- [WHAT TO WORK ON] Only one stretch of the data below is wanted: the lines from the one with "pub enum ControlCommand" through the one with "let kind = CommandKind::from_tag(tag)", repeated exactly.

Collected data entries

_ _ _ _

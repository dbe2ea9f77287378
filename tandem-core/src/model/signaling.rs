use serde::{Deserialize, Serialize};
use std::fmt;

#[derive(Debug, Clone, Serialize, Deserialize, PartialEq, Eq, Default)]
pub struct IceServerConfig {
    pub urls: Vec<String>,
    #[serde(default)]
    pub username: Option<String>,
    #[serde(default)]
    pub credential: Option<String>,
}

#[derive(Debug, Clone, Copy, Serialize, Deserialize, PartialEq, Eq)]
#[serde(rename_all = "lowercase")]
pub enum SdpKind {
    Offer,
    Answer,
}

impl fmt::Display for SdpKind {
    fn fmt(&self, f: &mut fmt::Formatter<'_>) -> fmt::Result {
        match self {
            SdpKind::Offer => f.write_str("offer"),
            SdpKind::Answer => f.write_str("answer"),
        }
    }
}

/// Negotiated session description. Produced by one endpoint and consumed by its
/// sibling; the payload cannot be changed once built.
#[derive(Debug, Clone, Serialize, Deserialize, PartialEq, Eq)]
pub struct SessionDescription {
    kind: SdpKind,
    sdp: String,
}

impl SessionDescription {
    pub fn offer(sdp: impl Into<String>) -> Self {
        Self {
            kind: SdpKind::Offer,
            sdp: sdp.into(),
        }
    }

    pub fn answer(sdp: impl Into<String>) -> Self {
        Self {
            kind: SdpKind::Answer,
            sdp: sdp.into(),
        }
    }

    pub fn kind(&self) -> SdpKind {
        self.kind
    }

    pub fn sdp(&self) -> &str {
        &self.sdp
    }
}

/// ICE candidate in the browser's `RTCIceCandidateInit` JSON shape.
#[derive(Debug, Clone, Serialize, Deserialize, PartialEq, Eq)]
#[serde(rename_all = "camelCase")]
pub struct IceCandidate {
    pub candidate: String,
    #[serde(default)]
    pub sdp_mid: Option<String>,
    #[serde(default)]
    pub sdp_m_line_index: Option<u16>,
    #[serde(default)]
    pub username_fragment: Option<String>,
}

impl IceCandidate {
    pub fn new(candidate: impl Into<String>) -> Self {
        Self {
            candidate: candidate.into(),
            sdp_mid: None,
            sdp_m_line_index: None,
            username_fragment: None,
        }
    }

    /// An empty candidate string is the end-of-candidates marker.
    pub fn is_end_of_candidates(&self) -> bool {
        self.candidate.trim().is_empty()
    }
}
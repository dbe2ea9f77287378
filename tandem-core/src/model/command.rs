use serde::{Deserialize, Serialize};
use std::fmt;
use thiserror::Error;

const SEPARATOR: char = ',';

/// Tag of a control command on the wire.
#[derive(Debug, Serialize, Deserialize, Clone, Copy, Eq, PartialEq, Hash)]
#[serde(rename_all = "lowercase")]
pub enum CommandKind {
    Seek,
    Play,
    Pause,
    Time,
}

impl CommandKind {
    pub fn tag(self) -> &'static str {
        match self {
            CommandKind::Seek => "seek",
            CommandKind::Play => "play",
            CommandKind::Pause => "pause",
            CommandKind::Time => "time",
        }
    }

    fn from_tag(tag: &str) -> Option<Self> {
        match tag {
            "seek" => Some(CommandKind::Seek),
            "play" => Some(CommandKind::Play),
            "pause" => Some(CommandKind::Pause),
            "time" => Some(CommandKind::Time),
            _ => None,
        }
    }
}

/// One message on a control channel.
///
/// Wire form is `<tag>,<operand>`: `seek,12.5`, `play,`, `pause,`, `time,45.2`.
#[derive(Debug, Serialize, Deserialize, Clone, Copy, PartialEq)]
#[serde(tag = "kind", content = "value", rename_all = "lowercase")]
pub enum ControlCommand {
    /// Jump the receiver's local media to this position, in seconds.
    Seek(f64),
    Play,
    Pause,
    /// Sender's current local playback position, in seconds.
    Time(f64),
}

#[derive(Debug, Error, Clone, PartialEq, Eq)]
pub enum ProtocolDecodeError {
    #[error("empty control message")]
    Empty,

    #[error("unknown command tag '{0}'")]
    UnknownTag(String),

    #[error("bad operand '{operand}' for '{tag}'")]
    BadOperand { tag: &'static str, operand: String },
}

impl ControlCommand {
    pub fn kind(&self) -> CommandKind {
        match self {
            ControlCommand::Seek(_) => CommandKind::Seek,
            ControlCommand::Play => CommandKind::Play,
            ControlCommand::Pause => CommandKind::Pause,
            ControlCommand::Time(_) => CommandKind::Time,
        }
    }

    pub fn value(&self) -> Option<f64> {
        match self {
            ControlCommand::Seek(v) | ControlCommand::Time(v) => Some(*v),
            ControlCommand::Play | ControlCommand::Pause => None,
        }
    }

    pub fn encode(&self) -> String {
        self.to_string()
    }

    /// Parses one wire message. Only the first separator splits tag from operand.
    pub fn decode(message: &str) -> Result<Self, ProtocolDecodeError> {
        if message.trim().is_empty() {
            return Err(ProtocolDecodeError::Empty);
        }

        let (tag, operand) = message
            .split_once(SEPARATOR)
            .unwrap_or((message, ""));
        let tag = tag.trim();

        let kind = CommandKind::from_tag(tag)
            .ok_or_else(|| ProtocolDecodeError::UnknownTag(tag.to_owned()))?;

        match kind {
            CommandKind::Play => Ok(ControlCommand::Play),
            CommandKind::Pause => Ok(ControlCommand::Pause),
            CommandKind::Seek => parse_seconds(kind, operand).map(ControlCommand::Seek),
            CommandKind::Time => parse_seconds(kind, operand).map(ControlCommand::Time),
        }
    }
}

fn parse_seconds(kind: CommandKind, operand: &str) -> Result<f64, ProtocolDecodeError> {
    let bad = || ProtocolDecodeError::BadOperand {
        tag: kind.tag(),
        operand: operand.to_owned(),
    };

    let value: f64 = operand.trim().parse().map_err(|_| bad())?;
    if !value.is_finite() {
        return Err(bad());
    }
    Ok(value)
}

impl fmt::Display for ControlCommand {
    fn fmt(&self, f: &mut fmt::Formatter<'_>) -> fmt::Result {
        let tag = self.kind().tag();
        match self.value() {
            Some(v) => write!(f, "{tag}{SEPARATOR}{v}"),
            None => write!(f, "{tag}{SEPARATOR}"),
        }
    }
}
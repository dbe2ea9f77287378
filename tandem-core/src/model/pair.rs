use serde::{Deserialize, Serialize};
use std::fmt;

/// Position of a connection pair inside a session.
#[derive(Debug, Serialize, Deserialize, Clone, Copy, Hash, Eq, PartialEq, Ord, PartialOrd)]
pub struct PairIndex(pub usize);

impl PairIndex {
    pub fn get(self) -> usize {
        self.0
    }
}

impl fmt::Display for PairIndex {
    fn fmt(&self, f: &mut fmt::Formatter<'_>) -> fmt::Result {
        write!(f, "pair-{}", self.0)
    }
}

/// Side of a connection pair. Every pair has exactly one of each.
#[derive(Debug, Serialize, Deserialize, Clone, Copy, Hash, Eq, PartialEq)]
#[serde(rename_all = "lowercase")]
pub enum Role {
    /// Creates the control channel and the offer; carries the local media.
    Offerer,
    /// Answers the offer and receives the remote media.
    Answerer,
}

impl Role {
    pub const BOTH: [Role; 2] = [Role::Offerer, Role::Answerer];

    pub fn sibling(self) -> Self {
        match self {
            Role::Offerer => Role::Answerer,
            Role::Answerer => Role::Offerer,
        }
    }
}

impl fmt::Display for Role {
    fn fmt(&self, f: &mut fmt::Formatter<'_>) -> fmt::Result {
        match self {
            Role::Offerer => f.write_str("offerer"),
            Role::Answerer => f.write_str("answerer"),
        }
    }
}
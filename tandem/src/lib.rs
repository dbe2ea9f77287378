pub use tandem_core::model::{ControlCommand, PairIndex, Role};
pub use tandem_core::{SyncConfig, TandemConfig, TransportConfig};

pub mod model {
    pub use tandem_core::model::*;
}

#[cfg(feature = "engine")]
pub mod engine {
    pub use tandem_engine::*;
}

_ _ _ _

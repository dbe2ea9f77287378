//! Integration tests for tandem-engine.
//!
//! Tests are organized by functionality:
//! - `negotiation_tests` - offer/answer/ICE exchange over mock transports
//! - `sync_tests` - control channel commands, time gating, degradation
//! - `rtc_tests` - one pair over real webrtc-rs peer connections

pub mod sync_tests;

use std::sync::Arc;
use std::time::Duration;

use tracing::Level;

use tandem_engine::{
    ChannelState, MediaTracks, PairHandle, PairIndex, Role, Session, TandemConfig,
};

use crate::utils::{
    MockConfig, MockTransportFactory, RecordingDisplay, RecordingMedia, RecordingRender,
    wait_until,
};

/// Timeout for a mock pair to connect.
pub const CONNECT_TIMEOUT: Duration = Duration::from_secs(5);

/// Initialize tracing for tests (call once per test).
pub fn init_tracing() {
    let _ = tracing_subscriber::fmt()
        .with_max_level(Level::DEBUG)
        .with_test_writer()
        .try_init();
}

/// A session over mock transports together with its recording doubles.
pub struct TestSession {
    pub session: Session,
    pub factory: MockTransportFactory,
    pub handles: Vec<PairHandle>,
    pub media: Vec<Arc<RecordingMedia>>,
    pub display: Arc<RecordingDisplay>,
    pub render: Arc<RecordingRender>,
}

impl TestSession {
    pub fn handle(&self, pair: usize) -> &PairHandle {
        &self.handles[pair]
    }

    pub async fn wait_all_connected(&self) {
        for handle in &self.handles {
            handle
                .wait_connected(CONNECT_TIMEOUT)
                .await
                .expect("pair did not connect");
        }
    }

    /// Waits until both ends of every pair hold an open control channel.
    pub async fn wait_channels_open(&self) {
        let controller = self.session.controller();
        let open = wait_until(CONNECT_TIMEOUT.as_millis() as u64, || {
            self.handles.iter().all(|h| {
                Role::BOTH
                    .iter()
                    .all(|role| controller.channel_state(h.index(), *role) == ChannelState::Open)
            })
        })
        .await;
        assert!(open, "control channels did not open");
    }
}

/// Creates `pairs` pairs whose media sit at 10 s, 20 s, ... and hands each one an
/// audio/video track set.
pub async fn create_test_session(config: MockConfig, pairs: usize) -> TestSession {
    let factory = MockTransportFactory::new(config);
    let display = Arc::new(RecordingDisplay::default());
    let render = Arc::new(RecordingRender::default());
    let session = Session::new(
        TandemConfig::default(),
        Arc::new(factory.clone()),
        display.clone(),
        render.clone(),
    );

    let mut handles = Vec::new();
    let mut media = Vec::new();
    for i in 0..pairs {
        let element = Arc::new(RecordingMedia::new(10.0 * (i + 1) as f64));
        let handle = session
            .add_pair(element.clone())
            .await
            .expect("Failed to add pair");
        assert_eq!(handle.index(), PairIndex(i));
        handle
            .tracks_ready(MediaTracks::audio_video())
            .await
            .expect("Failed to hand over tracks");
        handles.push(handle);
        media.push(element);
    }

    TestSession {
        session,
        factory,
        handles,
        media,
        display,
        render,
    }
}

_ _ _ _

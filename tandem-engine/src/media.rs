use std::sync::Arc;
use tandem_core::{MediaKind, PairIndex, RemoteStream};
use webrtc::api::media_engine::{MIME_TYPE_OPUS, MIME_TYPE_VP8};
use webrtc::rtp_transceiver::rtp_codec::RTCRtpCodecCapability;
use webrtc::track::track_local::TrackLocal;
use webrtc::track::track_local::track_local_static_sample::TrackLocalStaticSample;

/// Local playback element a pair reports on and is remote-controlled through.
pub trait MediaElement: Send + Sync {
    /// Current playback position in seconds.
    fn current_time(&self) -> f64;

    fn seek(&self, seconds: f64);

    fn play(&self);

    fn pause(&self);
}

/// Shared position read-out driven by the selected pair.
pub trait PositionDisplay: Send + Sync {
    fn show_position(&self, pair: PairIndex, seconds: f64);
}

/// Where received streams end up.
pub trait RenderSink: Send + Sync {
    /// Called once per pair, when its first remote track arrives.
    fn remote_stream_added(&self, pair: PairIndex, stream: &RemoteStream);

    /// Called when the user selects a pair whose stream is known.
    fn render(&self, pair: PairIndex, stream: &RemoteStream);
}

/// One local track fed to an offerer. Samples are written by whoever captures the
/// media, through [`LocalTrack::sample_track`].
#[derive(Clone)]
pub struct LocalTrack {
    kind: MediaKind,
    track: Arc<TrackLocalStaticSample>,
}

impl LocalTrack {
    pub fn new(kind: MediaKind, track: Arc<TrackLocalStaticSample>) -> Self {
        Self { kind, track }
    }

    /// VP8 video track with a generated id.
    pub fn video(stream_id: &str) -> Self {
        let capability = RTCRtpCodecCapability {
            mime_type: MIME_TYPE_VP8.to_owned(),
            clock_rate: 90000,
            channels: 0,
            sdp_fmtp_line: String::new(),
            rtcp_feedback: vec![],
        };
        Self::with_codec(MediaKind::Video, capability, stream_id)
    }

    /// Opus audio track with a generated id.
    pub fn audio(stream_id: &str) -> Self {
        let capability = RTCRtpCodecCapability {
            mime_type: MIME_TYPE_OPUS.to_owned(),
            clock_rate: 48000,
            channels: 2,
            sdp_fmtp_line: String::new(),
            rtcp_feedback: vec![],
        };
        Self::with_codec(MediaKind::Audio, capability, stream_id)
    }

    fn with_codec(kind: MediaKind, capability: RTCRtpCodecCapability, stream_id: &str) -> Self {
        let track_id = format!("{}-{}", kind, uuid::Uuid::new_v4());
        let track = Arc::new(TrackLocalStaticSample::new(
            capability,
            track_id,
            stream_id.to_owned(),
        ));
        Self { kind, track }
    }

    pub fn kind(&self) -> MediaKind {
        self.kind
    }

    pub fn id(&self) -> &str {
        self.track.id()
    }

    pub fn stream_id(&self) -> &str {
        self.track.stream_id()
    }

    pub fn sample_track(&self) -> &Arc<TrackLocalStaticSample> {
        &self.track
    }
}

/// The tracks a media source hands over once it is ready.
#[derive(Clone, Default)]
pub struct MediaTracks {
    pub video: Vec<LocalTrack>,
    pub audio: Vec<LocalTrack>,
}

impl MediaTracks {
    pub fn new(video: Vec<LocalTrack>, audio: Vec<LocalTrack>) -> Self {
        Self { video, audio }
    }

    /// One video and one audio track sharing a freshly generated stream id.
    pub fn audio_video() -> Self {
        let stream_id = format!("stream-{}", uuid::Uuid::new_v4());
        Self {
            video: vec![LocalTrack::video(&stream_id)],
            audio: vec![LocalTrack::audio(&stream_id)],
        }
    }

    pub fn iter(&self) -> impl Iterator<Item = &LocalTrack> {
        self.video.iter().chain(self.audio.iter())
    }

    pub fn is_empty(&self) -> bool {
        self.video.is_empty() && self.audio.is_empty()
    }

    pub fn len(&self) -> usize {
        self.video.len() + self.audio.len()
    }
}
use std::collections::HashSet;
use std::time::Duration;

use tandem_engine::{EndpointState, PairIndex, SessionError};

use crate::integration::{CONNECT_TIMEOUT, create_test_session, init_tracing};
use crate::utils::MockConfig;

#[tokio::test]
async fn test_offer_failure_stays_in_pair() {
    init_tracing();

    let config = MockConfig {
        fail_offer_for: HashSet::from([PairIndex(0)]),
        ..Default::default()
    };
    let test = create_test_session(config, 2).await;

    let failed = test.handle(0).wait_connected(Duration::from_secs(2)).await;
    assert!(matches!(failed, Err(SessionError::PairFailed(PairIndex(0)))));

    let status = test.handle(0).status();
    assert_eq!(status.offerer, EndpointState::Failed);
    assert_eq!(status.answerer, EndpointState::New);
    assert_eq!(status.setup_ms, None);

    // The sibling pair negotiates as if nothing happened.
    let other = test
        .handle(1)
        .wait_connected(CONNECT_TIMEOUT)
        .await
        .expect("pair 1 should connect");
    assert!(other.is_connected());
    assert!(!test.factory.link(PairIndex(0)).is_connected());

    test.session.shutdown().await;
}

_ _ _ _

- [SOLUTION FOR THIS PROBLEM]
pub enum ControlCommand {
    /// Jump the receiver's local media to this position, in seconds.
    Seek(f64),
    Play,
    Pause,
    /// Sender's current local playback position, in seconds.
    Time(f64),
}

#[derive(Debug, Error, Clone, PartialEq, Eq)]
pub enum ProtocolDecodeError {
    #[error("empty control message")]
    Empty,

    #[error("unknown command tag '{0}'")]
    UnknownTag(String),

    #[error("bad operand '{operand}' for '{tag}'")]
    BadOperand { tag: &'static str, operand: String },
}

impl ControlCommand {
    pub fn kind(&self) -> CommandKind {
        match self {
            ControlCommand::Seek(_) => CommandKind::Seek,
            ControlCommand::Play => CommandKind::Play,
            ControlCommand::Pause => CommandKind::Pause,
            ControlCommand::Time(_) => CommandKind::Time,
        }
    }

    pub fn value(&self) -> Option<f64> {
        match self {
            ControlCommand::Seek(v) | ControlCommand::Time(v) => Some(*v),
            ControlCommand::Play | ControlCommand::Pause => None,
        }
    }

    pub fn encode(&self) -> String {
        self.to_string()
    }

    /// Parses one wire message. Only the first separator splits tag from operand.
    pub fn decode(message: &str) -> Result<Self, ProtocolDecodeError> {
        if message.trim().is_empty() {
            return Err(ProtocolDecodeError::Empty);
        }

        let (tag, operand) = message
            .split_once(SEPARATOR)
            .unwrap_or((message, ""));
        let tag = tag.trim();

        let kind = CommandKind::from_tag(tag)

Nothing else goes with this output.